PTSD is hard on relationships. And it won’t just go away if you realize how much you love each other. Or ease its assault of isolation, flashbacks, nightmares, sense of failure, or waves of sadness and sudden anger on its own.
PTSD breaks connections. The trusting, intimate, loving kindness you used to have can fray until you fear you both can’t hang on any longer. And, on top of the disconnection, irritability, and other causes of relationship troubles due to PTSD, the survivor may be wracked with guilt and shame.
The statistics bear it out. PTSD can be an effective relationship destroyer. But it doesn’t have to be. Not if you recognize how it affects your relationship, and then get the information and support you need to fight for your restored connection.
You can both do this. First, you have to know what you’re dealing with.
7 Ways PTSD Comes Between You and your Partner
1. General numbness and disinterest become the norm; when you’re not feeling like a caged tiger, you feel like a zombie
Posttraumatic stress disorder often numbs the trauma survivor. PTSD can drain interest in doing anything social or participating in hobbies or activities, as the person with PTSD feels generally distant and disconnected. A tendency toward isolation wedges itself between you two.

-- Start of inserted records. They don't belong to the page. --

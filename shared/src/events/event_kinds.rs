use std::{
    any::{type_name, TypeId},
    collections::HashMap,
};

use ghostnet_serde::{bits_required, read_bits, write_bits, BitReader, BitWrite, SerdeErr};

use crate::{
    events::{
        connection_message::ConnectionMessageEvent,
        file_events::{FileChunkEvent, FileDownloadRequestEvent},
        ghost_always_event::GhostAlwaysObjectEvent,
        net_event::{NetEvent, NetEventRead},
        net_string_event::NetStringEvent,
    },
    pack_context::UnpackContext,
    types::ClassId,
};

type UnpackFn = fn(&UnpackContext, &mut BitReader) -> Result<Box<dyn NetEvent>, SerdeErr>;

fn unpack_boxed<E: NetEventRead>(
    context: &UnpackContext,
    reader: &mut BitReader,
) -> Result<Box<dyn NetEvent>, SerdeErr> {
    Ok(Box::new(E::unpack(context, reader)?))
}

struct EventEntry {
    name: &'static str,
    unpack: UnpackFn,
}

/// Registry of event types, assigning each a class id in registration order
pub struct EventKinds {
    class_ids: HashMap<TypeId, ClassId>,
    entries: Vec<EventEntry>,
}

impl EventKinds {
    /// Creates a registry already holding the connection's own events
    pub fn new() -> Self {
        let mut kinds = Self {
            class_ids: HashMap::new(),
            entries: Vec::new(),
        };
        kinds.add_event::<ConnectionMessageEvent>();
        kinds.add_event::<GhostAlwaysObjectEvent>();
        kinds.add_event::<NetStringEvent>();
        kinds.add_event::<FileDownloadRequestEvent>();
        kinds.add_event::<FileChunkEvent>();
        kinds
    }

    /// Returns false if `E` was already registered
    pub fn add_event<E: NetEventRead>(&mut self) -> bool {
        let type_id = TypeId::of::<E>();
        if self.class_ids.contains_key(&type_id) {
            return false;
        }
        let class_id = self.entries.len() as ClassId;
        self.class_ids.insert(type_id, class_id);
        self.entries.push(EventEntry {
            name: type_name::<E>(),
            unpack: unpack_boxed::<E>,
        });
        true
    }

    pub fn len(&self) -> usize {
        self.entries.len()
    }

    pub fn is_empty(&self) -> bool {
        self.entries.is_empty()
    }

    pub fn class_id_of(&self, event: &dyn NetEvent) -> Option<ClassId> {
        self.class_ids.get(&event.as_any().type_id()).copied()
    }

    pub fn class_id<E: NetEvent>(&self) -> Option<ClassId> {
        self.class_ids.get(&TypeId::of::<E>()).copied()
    }

    pub fn names(&self) -> impl Iterator<Item = &'static str> + '_ {
        self.entries.iter().map(|entry| entry.name)
    }

    /// Width of a class id on the wire
    pub fn bit_size(&self) -> u8 {
        bits_required(self.entries.len() as u32)
    }

    pub fn write_class_id(&self, writer: &mut dyn BitWrite, class_id: ClassId) {
        write_bits(writer, u32::from(class_id), self.bit_size());
    }

    pub fn read_class_id(&self, reader: &mut BitReader) -> Result<ClassId, SerdeErr> {
        Ok(read_bits(reader, self.bit_size())? as ClassId)
    }

    /// Rebuilds an event of kind `class_id`. Unknown ids are malformed data.
    pub fn read(
        &self,
        class_id: ClassId,
        context: &UnpackContext,
        reader: &mut BitReader,
    ) -> Result<Box<dyn NetEvent>, SerdeErr> {
        let entry = self.entries.get(class_id as usize).ok_or(SerdeErr)?;
        (entry.unpack)(context, reader)
    }
}

impl Default for EventKinds {
    fn default() -> Self {
        Self::new()
    }
}
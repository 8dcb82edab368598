// The kind of a connected packet, carried in its header

use ghostnet_serde::{read_bits, write_bits, BitReader, BitWrite, ConstBitLength, Serde, SerdeErr};

#[derive(Copy, Debug, Clone, Eq, PartialEq, Hash)]
pub enum PacketType {
    // Advances the send sequence and carries rate, event and ghost data
    Data,
    // Asks the peer for an Ack; sent while waiting out a timeout
    Ping,
    // Carries only acknowledgements
    Ack,
}

impl Serde for PacketType {
    fn ser(&self, writer: &mut dyn BitWrite) {
        let index = match self {
            PacketType::Data => 0,
            PacketType::Ping => 1,
            PacketType::Ack => 2,
        };
        write_bits(writer, index, 2);
    }

    fn de(reader: &mut BitReader) -> Result<Self, SerdeErr> {
        match read_bits(reader, 2)? {
            0 => Ok(PacketType::Data),
            1 => Ok(PacketType::Ping),
            2 => Ok(PacketType::Ack),
            // SECURITY: 3 is unassigned; reject rather than guess
            _ => Err(SerdeErr),
        }
    }

    fn bit_length(&self) -> u32 {
        <Self as ConstBitLength>::const_bit_length()
    }
}

impl ConstBitLength for PacketType {
    fn const_bit_length() -> u32 {
        2
    }
}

If this describes your partner, you may feel frustrated and alienated, disappointed and discouraged much of the time as you try to engage. And you might become angry or distant yourself when the numbness keeps your loved one from responding or reaching out.
2. Lack of physical intimacy and sexual disinterest
PTSD does a number on trust. Reliving the trauma can keep feelings of betrayal, pain, abuse, or horror present in the survivor’s mind and body. So much so that physical intimacy may be scary, uncomfortable, or even distasteful. This can be true even if the trauma wasn’t sexual trauma.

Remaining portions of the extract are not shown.